::: Dataset entries :::

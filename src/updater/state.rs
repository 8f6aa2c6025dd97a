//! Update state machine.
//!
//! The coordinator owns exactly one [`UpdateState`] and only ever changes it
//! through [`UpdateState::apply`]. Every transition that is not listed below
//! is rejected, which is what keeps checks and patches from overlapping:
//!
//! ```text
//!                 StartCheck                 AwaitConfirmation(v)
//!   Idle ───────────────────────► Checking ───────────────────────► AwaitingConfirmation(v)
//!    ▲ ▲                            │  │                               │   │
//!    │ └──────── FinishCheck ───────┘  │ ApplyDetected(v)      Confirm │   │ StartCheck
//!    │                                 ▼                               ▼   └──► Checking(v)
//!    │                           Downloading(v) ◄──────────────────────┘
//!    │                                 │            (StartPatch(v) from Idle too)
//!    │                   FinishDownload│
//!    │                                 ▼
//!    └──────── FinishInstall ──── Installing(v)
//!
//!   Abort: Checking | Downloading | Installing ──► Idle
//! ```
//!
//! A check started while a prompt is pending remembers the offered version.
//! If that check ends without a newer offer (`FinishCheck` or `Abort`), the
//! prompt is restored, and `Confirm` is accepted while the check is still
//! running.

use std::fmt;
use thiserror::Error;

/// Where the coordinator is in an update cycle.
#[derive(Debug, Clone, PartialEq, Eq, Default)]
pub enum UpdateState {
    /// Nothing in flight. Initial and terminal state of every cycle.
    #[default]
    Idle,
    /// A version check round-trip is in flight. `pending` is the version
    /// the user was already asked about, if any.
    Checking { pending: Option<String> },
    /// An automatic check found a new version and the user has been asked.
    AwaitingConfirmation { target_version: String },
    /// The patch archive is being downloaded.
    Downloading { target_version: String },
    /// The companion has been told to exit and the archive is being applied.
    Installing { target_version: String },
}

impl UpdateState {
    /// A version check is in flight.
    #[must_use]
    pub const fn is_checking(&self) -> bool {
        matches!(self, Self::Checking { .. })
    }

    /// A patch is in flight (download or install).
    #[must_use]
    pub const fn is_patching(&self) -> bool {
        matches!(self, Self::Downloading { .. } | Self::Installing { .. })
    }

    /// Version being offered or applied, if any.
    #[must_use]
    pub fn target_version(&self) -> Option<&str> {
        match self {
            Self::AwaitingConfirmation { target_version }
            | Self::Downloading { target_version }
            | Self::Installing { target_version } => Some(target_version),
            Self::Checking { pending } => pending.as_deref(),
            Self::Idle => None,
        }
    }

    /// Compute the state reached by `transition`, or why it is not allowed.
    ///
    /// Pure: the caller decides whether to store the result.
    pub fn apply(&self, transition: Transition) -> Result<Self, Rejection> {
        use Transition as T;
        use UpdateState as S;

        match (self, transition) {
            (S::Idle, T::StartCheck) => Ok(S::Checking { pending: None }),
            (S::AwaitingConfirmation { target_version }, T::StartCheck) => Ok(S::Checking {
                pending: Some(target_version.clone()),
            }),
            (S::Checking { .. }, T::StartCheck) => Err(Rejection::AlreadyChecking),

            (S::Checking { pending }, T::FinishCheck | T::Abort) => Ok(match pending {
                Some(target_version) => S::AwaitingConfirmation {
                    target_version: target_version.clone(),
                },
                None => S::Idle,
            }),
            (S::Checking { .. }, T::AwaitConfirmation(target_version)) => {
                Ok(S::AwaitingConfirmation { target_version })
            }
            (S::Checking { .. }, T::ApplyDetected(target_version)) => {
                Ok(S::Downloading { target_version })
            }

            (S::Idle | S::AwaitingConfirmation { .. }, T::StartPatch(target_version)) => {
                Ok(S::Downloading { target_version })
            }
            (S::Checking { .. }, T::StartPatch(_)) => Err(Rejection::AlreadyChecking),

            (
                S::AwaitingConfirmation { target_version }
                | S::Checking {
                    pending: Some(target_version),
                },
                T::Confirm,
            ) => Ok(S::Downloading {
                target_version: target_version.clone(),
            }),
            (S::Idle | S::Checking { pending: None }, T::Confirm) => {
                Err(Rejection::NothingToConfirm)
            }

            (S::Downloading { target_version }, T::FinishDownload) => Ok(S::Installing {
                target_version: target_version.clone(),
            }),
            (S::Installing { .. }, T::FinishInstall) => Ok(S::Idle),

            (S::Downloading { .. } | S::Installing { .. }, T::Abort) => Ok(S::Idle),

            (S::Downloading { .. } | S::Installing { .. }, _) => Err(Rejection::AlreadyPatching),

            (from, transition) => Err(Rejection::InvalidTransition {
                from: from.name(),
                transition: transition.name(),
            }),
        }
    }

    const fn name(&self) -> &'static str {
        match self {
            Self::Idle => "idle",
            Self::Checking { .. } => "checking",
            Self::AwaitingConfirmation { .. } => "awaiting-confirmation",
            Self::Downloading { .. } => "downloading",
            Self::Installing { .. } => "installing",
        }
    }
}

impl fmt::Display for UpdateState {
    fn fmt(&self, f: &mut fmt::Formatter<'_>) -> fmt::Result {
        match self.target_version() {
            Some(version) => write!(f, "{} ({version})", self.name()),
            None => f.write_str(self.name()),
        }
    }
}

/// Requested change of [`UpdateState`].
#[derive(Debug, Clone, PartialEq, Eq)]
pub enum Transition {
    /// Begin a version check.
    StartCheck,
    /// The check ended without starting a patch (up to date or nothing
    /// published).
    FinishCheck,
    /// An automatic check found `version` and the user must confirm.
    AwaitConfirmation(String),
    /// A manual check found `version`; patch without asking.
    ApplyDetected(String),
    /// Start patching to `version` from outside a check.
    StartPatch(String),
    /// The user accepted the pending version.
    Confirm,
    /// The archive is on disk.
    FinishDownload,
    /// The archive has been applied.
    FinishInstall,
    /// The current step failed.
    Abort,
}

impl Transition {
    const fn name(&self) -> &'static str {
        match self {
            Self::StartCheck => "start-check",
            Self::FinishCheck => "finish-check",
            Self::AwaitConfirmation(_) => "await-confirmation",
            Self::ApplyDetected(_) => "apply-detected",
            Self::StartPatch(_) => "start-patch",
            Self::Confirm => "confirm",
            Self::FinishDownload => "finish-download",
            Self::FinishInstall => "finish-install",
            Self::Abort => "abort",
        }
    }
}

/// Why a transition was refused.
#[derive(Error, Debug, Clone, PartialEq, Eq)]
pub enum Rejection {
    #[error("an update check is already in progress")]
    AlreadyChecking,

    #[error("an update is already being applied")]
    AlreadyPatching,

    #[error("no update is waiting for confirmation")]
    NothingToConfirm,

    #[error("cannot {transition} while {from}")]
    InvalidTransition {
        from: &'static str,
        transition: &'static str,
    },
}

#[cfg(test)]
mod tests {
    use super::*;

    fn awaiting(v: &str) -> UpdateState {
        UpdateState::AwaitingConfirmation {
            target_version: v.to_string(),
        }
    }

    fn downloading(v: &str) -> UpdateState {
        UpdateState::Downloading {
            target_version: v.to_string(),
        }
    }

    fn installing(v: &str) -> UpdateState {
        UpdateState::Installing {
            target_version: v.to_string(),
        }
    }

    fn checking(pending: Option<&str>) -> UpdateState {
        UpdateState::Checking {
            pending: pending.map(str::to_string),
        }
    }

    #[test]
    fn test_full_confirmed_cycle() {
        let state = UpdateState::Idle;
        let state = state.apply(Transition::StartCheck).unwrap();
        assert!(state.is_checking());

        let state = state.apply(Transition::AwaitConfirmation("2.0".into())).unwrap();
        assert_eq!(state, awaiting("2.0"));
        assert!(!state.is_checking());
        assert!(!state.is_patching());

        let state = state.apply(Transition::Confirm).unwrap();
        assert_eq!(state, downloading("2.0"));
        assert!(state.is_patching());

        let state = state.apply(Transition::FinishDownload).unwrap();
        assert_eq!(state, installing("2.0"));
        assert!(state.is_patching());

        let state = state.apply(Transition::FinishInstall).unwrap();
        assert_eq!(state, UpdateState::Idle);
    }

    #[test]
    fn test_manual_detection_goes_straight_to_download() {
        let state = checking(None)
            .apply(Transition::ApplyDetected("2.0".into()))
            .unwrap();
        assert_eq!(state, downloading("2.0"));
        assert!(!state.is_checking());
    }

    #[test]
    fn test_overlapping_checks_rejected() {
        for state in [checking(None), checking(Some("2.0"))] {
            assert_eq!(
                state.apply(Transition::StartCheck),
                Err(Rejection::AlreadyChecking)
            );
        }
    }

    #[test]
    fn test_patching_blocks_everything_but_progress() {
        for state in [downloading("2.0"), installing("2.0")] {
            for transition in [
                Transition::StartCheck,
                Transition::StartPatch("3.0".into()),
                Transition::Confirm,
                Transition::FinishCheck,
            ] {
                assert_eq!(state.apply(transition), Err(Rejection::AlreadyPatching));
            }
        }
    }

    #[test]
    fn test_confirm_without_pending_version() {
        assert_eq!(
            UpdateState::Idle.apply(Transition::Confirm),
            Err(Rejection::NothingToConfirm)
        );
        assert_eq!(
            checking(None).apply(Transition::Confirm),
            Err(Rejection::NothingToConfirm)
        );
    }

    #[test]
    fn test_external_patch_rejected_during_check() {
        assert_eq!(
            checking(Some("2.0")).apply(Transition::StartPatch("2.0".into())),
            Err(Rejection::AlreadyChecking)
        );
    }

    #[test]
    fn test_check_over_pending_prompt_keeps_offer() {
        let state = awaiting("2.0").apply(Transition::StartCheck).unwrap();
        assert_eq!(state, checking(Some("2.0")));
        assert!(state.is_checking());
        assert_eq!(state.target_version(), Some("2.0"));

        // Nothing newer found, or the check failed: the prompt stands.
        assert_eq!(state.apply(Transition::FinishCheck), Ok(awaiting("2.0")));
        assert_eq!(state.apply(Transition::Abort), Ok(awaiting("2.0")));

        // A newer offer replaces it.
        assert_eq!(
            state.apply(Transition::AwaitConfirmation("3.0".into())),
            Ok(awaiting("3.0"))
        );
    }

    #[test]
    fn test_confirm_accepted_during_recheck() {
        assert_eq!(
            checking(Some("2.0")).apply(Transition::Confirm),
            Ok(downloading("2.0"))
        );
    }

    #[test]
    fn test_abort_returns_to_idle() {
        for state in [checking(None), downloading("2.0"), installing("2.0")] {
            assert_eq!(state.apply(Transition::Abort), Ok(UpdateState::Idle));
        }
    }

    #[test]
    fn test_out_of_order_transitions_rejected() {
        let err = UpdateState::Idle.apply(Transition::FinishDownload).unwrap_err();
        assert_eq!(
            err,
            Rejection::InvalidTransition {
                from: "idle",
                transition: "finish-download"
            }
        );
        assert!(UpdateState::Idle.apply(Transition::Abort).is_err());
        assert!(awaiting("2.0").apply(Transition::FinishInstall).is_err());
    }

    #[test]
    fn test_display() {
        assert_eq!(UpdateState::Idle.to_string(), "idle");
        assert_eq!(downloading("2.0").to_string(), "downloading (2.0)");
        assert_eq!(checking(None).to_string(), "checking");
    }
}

:::

→ Exercise
Only the lines above that hold "bool" are wanted. Show every one of them.

→ Worked solution
    pub const fn is_checking(&self) -> bool {
    pub const fn is_patching(&self) -> bool {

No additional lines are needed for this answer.